RECORDS FOR THIS TASK section start

// ============================================================================
// Objects
// ============================================================================

/// One object of the hierarchy with its child headers decoded.
pub struct ObjectReader<G: BlockGroup> {
    group: G,
    header: ObjectHeader,
    children: Vec<ObjectHeader>,
    registry: Arc<TimeSamplingRegistry>,
}

impl<G: BlockGroup> ObjectReader<G> {
    fn new(group: G, header: ObjectHeader, registry: Arc<TimeSamplingRegistry>, slot: usize) -> Result<Self> {
        let children = decode_object_headers(&read_trailing_data(&group, slot)?, &header.full_name)?;
        // property group + one group per child + header block
        if !children.is_empty() && group.num_children() < children.len() + 2 {
            return Err(Error::invalid(format!(
                "object {} lists {} children but its group holds {} entries",
                header.full_name,
                children.len(),
                group.num_children()
            )));
        }
        trace!(object = %header.full_name, children = children.len(), "object");
        Ok(Self { group, header, children, registry })
    }

    pub fn header(&self) -> &ObjectHeader {
        &self.header
    }

    pub fn name(&self) -> &str {
        &self.header.name
    }

    pub fn full_name(&self) -> &str {
        &self.header.full_name
    }

    pub fn num_children(&self) -> usize {
        self.children.len()
    }

    pub fn child_headers(&self) -> &[ObjectHeader] {
        &self.children
    }

    /// Open child object `index`.
    pub fn child(&self, index: usize, slot: usize) -> Result<ObjectReader<G>> {
        let header = self.children.get(index).ok_or(Error::ChildOutOfBounds {
            index,
            count: self.children.len(),
        })?;
        ObjectReader::new(self.group.group(index + 1, slot)?, header.clone(), self.registry.clone(), slot)
    }

    pub fn child_by_name(&self, name: &str, slot: usize) -> Result<Option<ObjectReader<G>>> {
        match self.children.iter().position(|h| h.name == name) {
            Some(index) => self.child(index, slot).map(Some),
            None => Ok(None),
        }
    }

    /// The object's top-level property compound.
    pub fn properties(&self, slot: usize) -> Result<CompoundReader<G>> {
        let header = PropertyHeader::compound("", MetaData::new());
        let group = if self.group.is_child_group(0) {
            Some(self.group.group(0, slot)?)
        } else {
            None
        };
        CompoundReader::new(group, header, self.registry.clone(), slot)
    }
}

// ============================================================================
// Properties
// ============================================================================

/// A compound property with its child headers decoded.
pub struct CompoundReader<G: BlockGroup> {
    group: Option<G>,
    header: PropertyHeader,
    headers: Vec<PropertyHeader>,
    registry: Arc<TimeSamplingRegistry>,
}

impl<G: BlockGroup> CompoundReader<G> {
    fn new(
        group: Option<G>,
        header: PropertyHeader,
        registry: Arc<TimeSamplingRegistry>,
        slot: usize,
    ) -> Result<Self> {
        let headers = match &group {
            Some(group) => decode_property_headers(&read_trailing_data(group, slot)?, &registry)?,
            None => Vec::new(),
        };
        Ok(Self { group, header, headers, registry })
    }

    pub fn header(&self) -> &PropertyHeader {
        &self.header
    }

    pub fn name(&self) -> &str {
        &self.header.name
    }

    pub fn num_properties(&self) -> usize {
        self.headers.len()
    }

    pub fn property_headers(&self) -> &[PropertyHeader] {
        &self.headers
    }

    pub fn find(&self, name: &str) -> Option<usize> {
        self.headers.iter().position(|h| h.name == name)
    }

    /// Open property `index`.
    pub fn property(&self, index: usize, slot: usize) -> Result<PropertyReader<G>> {
        let header = self.headers.get(index).ok_or(Error::ChildOutOfBounds {
            index,
            count: self.headers.len(),
        })?;
        let group = match &self.group {
            Some(group) => group.group(index, slot)?,
            None => return Err(Error::ChildOutOfBounds { index, count: 0 }),
        };

        Ok(match header.property_type {
            PropertyType::Compound => PropertyReader::Compound(CompoundReader::new(
                Some(group),
                header.clone(),
                self.registry.clone(),
                slot,
            )?),
            PropertyType::Scalar => {
                PropertyReader::Scalar(ScalarPropertyReader(Sampled::new(group, header.clone())?))
            }
            PropertyType::Array => {
                PropertyReader::Array(ArrayPropertyReader(Sampled::new(group, header.clone())?))
            }
        })
    }

    pub fn property_by_name(&self, name: &str, slot: usize) -> Result<Option<PropertyReader<G>>> {
        match self.find(name) {
            Some(index) => self.property(index, slot).map(Some),
            None => Ok(None),
        }
    }
}

/// Any property.
pub enum PropertyReader<G: BlockGroup> {
    Compound(CompoundReader<G>),
    Scalar(ScalarPropertyReader<G>),
    Array(ArrayPropertyReader<G>),
}

impl<G: BlockGroup> PropertyReader<G> {
    pub fn header(&self) -> &PropertyHeader {
        match self {
            Self::Compound(p) => p.header(),
            Self::Scalar(p) => p.header(),
            Self::Array(p) => p.header(),
        }
    }

    pub fn as_compound(&self) -> Option<&CompoundReader<G>> {
        match self {
            Self::Compound(p) => Some(p),
            _ => None,
        }
    }

    pub fn as_scalar(&self) -> Option<&ScalarPropertyReader<G>> {
        match self {
            Self::Scalar(p) => Some(p),
            _ => None,
        }
    }

    pub fn as_array(&self) -> Option<&ArrayPropertyReader<G>> {
        match self {
            Self::Array(p) => Some(p),
            _ => None,
        }
    }
}

/// Shared state of scalar and array properties.
struct Sampled<G: BlockGroup> {
    group: G,
    header: PropertyHeader,
    data_type: DataType,
    time_sampling: Arc<TimeSampling>,
}

impl<G: BlockGroup> Sampled<G> {
    fn new(group: G, header: PropertyHeader) -> Result<Self> {
        let (Some(data_type), Some(time_sampling)) = (header.data_type, header.time_sampling.clone())
        else {
            return Err(Error::invalid(format!("property {} has no data type", header.name)));
        };
        Ok(Self { group, header, data_type, time_sampling })
    }

    fn stored_index(&self, selector: SampleSelector) -> Result<usize> {
        let index = selector.resolve(&self.time_sampling, self.header.num_samples());
        self.header.stored_sample_index(index)
    }

    fn read_all<F>(&self, read: F) -> Result<Vec<Sample>>
    where
        F: Fn(usize, usize) -> Result<Sample> + Sync,
    {
        (0..self.header.num_samples())
            .into_par_iter()
            .map(|index| read(index, rayon::current_thread_index().unwrap_or(0)))
            .collect()
    }
}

RECORDS FOR THIS TASK section end

◆ YOUR ASSIGNMENT
Above are the entries; copy every line among them that contains the word "clone".

◆ RESPONSE AREA
        ObjectReader::new(self.group.group(index + 1, slot)?, header.clone(), self.registry.clone(), slot)
        CompoundReader::new(group, header, self.registry.clone(), slot)
                header.clone(),
                self.registry.clone(),
                PropertyReader::Scalar(ScalarPropertyReader(Sampled::new(group, header.clone())?))
                PropertyReader::Array(ArrayPropertyReader(Sampled::new(group, header.clone())?))
        let (Some(data_type), Some(time_sampling)) = (header.data_type, header.time_sampling.clone())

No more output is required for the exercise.